# Can I re-cut my clones - would it help?



## GrowinGreen (Mar 22, 2009)

Well as some of you may know I recently made a small bubble cloner- shown in my signature if you are interested- pictures of clones in there as well.

Anyway- about 8 days ago I took 6 clones from from 3 WW plants- 2 from each plant. One of the 3 WW turned out to be male so now I am left with 4 female WW clones.

Since taking the clones I have been meaning to get a  heating pad to keep the water ~75 degrees but I never got around to getting one. The clones haven't rooted yet- they should have by now using this method- dumb me, should have gotten the pad early. But I do have 1 now!

The clones however are still alive (but starting to look worse), and the cut part on the stem is kind of a brown color- I was wondering if I should re-cut the stem? Or is there anything I can do to help them? I know water temp is a big deal with these bubble cloners- so hopefully the heating pad will get them going.

Any advice is appreciated!


----------



## blancolighter (Mar 22, 2009)

Change your water out. Getting that heating pad would be a good idea. Do you have a humidity dome.  I'd have to see a pic of the stem before I could recommend to cut or not. What I can say though is that sometimes these take a while, I've had cuttings that had all their leaves shrivel up, then magically, they grow roots and new shoots. Every part of growing weed is a patience game. 8 days is a relatively fast rooting time, don't stress if nothing has happened yet, it'll take a while to dial in your technique to get in that 8 day window. I've had clones brown on me and 20 days later they have roots and I'm transplanting them. By all means this doesn't happen alot, as I've learned things along the way (like changing and phing water and lifting the humidity hood for an hour a day), but I've been where you're at, and if ya keep at it, you should have results. Just keep those cutting going till they can't anymore, if they root cool, if not, you've prolly learned a few things on the way.


----------



## blancolighter (Mar 22, 2009)

opps didnt see ya had the pad, good...

Also, if the leave look bad, not to worry. They clones will often use up any remaining nutes in the leaves, then when there are none, they will turn to growing roots in the search for more nutes. This is why is preferrable not to have ferted your mothers for a while before you take cutting, and to spray them down with a water a day, and also an hour or two before you cut to leech the nutes out of the leaves...


----------



## The Effen Gee (Mar 22, 2009)

Heating pad's seem to help mold grow, and your water get's nasty faster it seem's...



Yes you can cut off the dead or dying brown parts. You want to do this regularly actually.

I have seen such good results from cloners that were hooked up to a aquarium chiller for tropical fish tanks. Some older dudes around here SWEAR by cloning @ 55F.

Strange huh? Seems to work for them. Fluffy, hairy, strong briught white roots. Vigorous...and they grow massive clones.

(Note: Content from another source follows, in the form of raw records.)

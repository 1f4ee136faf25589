//! smock: a configuration-driven mock data server.
//!
//! ```text
//!   request ──▶ http::server ──▶ routing::Resolver ──▶ actions::Executor ──▶ store
//!                  │                   │                       │               │
//!            request id,          static table,           read / write /   per-file
//!            trace, limits        templates, path         append / delete  locks, atomic
//!                                 inference, dynamic                       replace
//! ```
//!
//! The route table can be swapped at runtime when `reload.enabled` is set;
//! in-flight requests finish against the table they started with.

use std::path::{Path, PathBuf};

use clap::Parser;
use tokio::net::TcpListener;
use tokio::sync::mpsc;

use smock::config::{load_startup_config, ConfigWatcher, DEFAULT_CONFIG_PATH};
use smock::observability::{logging, metrics};
use smock::store::DocumentWatcher;
use smock::{HttpServer, Shutdown};

#[derive(Parser)]
#[command(name = "smock", version)]
#[command(about = "Serve flat JSON documents as a mock REST API", long_about = None)]
struct Cli {
    /// Path to the TOML config file.
    #[arg(short, long, default_value = DEFAULT_CONFIG_PATH)]
    config: PathBuf,
}

#[tokio::main]
async fn main() -> Result<(), Box<dyn std::error::Error>> {
    let cli = Cli::parse();

    let Some(config) = load_startup_config(&cli.config)? else {
        return Err(format!(
            "no config file found at {} and no default document root present",
            cli.config.display()
        )
        .into());
    };

    logging::init(&config.observability);
    tracing::info!("smock v{} starting", env!("CARGO_PKG_VERSION"));
    tracing::info!(
        bind_address = %config.listener.bind_address,
        db_root = %config.storage.db_root,
        routes = config.routes.len(),
        dynamic_route = config.storage.dynamic_route,
        request_timeout_secs = config.timeouts.request_secs,
        "Configuration loaded"
    );

    if config.observability.metrics_enabled {
        match config.observability.metrics_address.parse() {
            Ok(addr) => metrics::init_metrics(addr),
            Err(_) => tracing::error!(
                metrics_address = %config.observability.metrics_address,
                "Failed to parse metrics address"
            ),
        }
    }

    let listener = TcpListener::bind(&config.listener.bind_address).await?;
    tracing::info!(address = %listener.local_addr()?, "Listening for connections");

    let shutdown = Shutdown::new();
    shutdown.trigger_on_signal();

    // Watchers stop when dropped, so keep them until the server returns.
    let (_config_watcher, config_updates) = if config.reload.enabled {
        let (watcher, updates) = ConfigWatcher::new(&cli.config);
        (Some(watcher.run()?), updates)
    } else {
        let (_tx, updates) = mpsc::unbounded_channel();
        (None, updates)
    };

    let _document_watcher = if config.storage.watch_documents {
        Some(DocumentWatcher::new(Path::new(&config.storage.db_root)).run()?)
    } else {
        None
    };

    let server = HttpServer::new(config)?;
    server.run(listener, config_updates, shutdown.subscribe()).await?;

    tracing::info!("Shutdown complete");
    Ok(())
}
//! Request identification and path decoding.
//!
//! Every request gets an `x-request-id` (UUID v4) before it reaches the
//! trace layer; an id sent by the client is kept.

use std::borrow::Cow;

use axum::http::{HeaderMap, HeaderValue, Request, Uri};
use percent_encoding::percent_decode_str;
use tower_http::request_id::{MakeRequestId, RequestId};
use uuid::Uuid;

pub const X_REQUEST_ID: &str = "x-request-id";

/// Generates random UUID v4 request ids.
#[derive(Debug, Clone, Copy, Default)]
pub struct RequestUuid;

impl MakeRequestId for RequestUuid {
    fn make_request_id<B>(&mut self, _request: &Request<B>) -> Option<RequestId> {
        HeaderValue::from_str(&Uuid::new_v4().to_string())
            .ok()
            .map(RequestId::new)
    }
}

/// The request id header, or `"unknown"`.
pub fn request_id(headers: &HeaderMap) -> &str {
    headers
        .get(X_REQUEST_ID)
        .and_then(|v| v.to_str().ok())
        .unwrap_or("unknown")
}

/// The request path with percent-escapes decoded; `None` when the result is
/// not valid UTF-8.
pub fn decoded_path(uri: &Uri) -> Option<Cow<'_, str>> {
    percent_decode_str(uri.path()).decode_utf8().ok()
}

I have clones that when transplanted into the one gallons, I have a foot tall plant already.

Now, this is just my personal experience.


----------



## GrowinGreen (Mar 22, 2009)

wow blancolight thanks for all the great info! And I forgot to mention I changed the water today after I got the heating pad- decided to start fresh!

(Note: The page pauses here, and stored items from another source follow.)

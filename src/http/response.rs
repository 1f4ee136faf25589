//! Response mapping.
//!
//! # Responsibilities
//! - Encode successful action replies with the route's content type
//! - Map routing and action errors to HTTP status codes
//!
//! # Design Decisions
//! - Error responses carry a status and an empty body
//! - Server-side failures (500) are logged here, once

use axum::http::{header, StatusCode};
use axum::response::{IntoResponse, Response};

use crate::actions::{ActionError, Reply};
use crate::routing::RouteError;

impl RouteError {
    pub fn status(&self) -> StatusCode {
        match self {
            RouteError::NotFound { .. } => StatusCode::NOT_FOUND,
            RouteError::MethodNotAllowed(_) => StatusCode::METHOD_NOT_ALLOWED,
            RouteError::UnsupportedMediaType(_) => StatusCode::UNSUPPORTED_MEDIA_TYPE,
        }
    }
}

impl ActionError {
    pub fn status(&self) -> StatusCode {
        match self {
            ActionError::NotFound => StatusCode::NOT_FOUND,
            ActionError::Conflict { .. } => StatusCode::CONFLICT,
            ActionError::Store(_) | ActionError::Codec(_) => StatusCode::INTERNAL_SERVER_ERROR,
        }
    }
}

impl IntoResponse for RouteError {
    fn into_response(self) -> Response {
        self.status().into_response()
    }
}

impl IntoResponse for ActionError {
    fn into_response(self) -> Response {
        let status = self.status();
        if status.is_server_error() {
            tracing::error!(error = %self, "Action failed");
        } else {
            tracing::debug!(error = %self, status = %status, "Action rejected");
        }
        status.into_response()
    }
}

impl IntoResponse for Reply {
    fn into_response(self) -> Response {
        ([(header::CONTENT_TYPE, self.content_type)], self.body).into_response()
    }
}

Here is a picture of one of the stems and then a picture showing the brown on the leaf- which you say is okay, right? And the brown is actually more brown than the pictures show... couldn't get it to show the brown accurately.


----------



## GrowinGreen (Mar 22, 2009)

The Effen Gee said:
			
		

> Heating pad's seem to help mold grow, and your water get's nasty faster it seem's...
> 
> Yes you can cut off the dead or dying brown parts. You want to do this regularly actually.
> 
> ...



hey effen! Hmmmm, now I don't know what to think lol

What would you say is too cold of water? What pH would you consider optimal in these bubble cloners for the water? 

And lastly I have the bubble cloner in my veg room (sounds cooler than veg closet) with my AIs under 24/0 light... is this okay?

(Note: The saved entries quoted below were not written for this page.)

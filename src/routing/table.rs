//! Route table: the immutable set of configured routes.
//!
//! # Responsibilities
//! - Store resolved routes keyed by `path + "_" + method`
//! - Compile `{name}` template routes into one radix tree per method
//! - Reject duplicate `(path, method)` pairs at construction
//!
//! # Design Decisions
//! - Immutable after construction (shared across handlers without locks)
//! - Literal and template routes live in separate indexes so a literal
//!   path can never be shadowed by a template

use std::collections::{HashMap, HashSet};
use std::fmt;
use std::path::Path;
use std::sync::Arc;

use thiserror::Error;

use crate::codec::CodecRegistry;
use crate::config::RouteConfig;
use crate::routing::route::{is_template, route_key, Method, Route};

/// Errors raised while building the route table.
#[derive(Debug, Clone, PartialEq, Eq, Error)]
pub enum RouteTableError {
    #[error("Unsupported method '{method}' for route {path}")]
    UnknownMethod { path: String, method: String },

    #[error("Unknown file format '{format}' for route {path}")]
    UnknownFormat { path: String, format: String },

    #[error("Duplicate route: {method} {path}")]
    DuplicateRoute { path: String, method: String },

    #[error("Invalid route template {path}: {message}")]
    InvalidTemplate { path: String, message: String },
}

/// Parameters bound by a template match, in path order.
pub type TemplateParams = Vec<(String, String)>;

#[derive(Default)]
pub struct RouteTable {
    exact: HashMap<String, Arc<Route>>,
    templates: HashMap<Method, matchit::Router<Arc<Route>>>,
    template_count: usize,
}

impl RouteTable {
    /// Build the table from resolved routes.
    pub fn new(routes: Vec<Route>) -> Result<Self, RouteTableError> {
        let mut table = Self::default();
        let mut seen = HashSet::new();

        for route in routes {
            let key = route.key();
            if !seen.insert(key.clone()) {
                return Err(RouteTableError::DuplicateRoute {
                    path: route.path.clone(),
                    method: route.method.to_string(),
                });
            }

            let route = Arc::new(route);
            if is_template(&route.path) {
                table
                    .templates
                    .entry(route.method)
                    .or_default()
                    .insert(route.path.clone(), route.clone())
                    .map_err(|e| RouteTableError::InvalidTemplate {
                        path: route.path.clone(),
                        message: e.to_string(),
                    })?;
                table.template_count += 1;
            } else {
                table.exact.insert(key, route);
            }
        }

        Ok(table)
    }

    /// Resolve every configured route against `root` and build the table.
    pub fn from_config(
        configs: &[RouteConfig],
        root: &Path,
        codecs: &CodecRegistry,
    ) -> Result<Self, RouteTableError> {
        let routes = configs
            .iter()
            .map(|config| Route::from_config(config, root, codecs))
            .collect::<Result<Vec<_>, _>>()?;
        Self::new(routes)
    }

    /// Exact lookup by literal path and raw method name.
    pub fn get(&self, path: &str, method: &str) -> Option<Arc<Route>> {
        self.exact.get(&route_key(path, method)).cloned()
    }

    /// Match a path against the template routes of `method`.
    pub fn find_template(&self, path: &str, method: Method) -> Option<(Arc<Route>, TemplateParams)> {
        let tree = self.templates.get(&method)?;
        let matched = tree.at(path).ok()?;
        let params = matched
            .params
            .iter()
            .map(|(k, v)| (k.to_string(), v.to_string()))
            .collect();
        Some((matched.value.clone(), params))
    }

    pub fn len(&self) -> usize {
        self.exact.len() + self.template_count
    }

    pub fn is_empty(&self) -> bool {
        self.len() == 0
    }

    /// Literal routes, in no particular order.
    pub fn routes(&self) -> impl Iterator<Item = &Arc<Route>> {
        self.exact.values()
    }
}

impl fmt::Debug for RouteTable {
    fn fmt(&self, f: &mut fmt::Formatter<'_>) -> fmt::Result {
        let mut keys: Vec<_> = self.exact.keys().collect();
        keys.sort();
        f.debug_struct("RouteTable")
            .field("exact", &keys)
            .field("templates", &self.template_count)
            .finish()
    }
}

Cool- good to know about cutting the brown off! I will go do that right right now!


----------



## The Effen Gee (Mar 22, 2009)

Under 55 seems too cold, as they keep theirs at around that temp, but no colder.

I don't know what to say about the PH, I feel ashamed I don't know that. I should though. Honestly, I just use straight tap and never have problems. My tap is around 7.8.

I use 24 hr straight too.

But as soon as it warms up a bit more outstide, I actually run the strongbox turned into a mass clone outdoors. Usually in a semi-sunny area, only a few hours of direct if that. 

Works extremely well for me..Harder to keep the roots super healthy though, due to the high temps. I end up combatting that once they are potted with vitamin b and a shot of superthrive. Which I would recommend only using once per grow cycle of the plant.


----------



## blancolighter (Mar 22, 2009)

Did you scrape up the last inch of the stem and poke it a pit with your razor blade before you put it in the clone? Doin that will hely it root faster and in more places. I would go ahead and trim that stem tip off and scrape up the last half inch or so as well and dip in in cloning gel again. That browning in the leaves is probably from a little too much humidity without enough fresh air to breathe, give your girls a little time every day without the hood on to freshen up and this won't hapeen. This doesn't mean you're plants done though, it'll pull through. 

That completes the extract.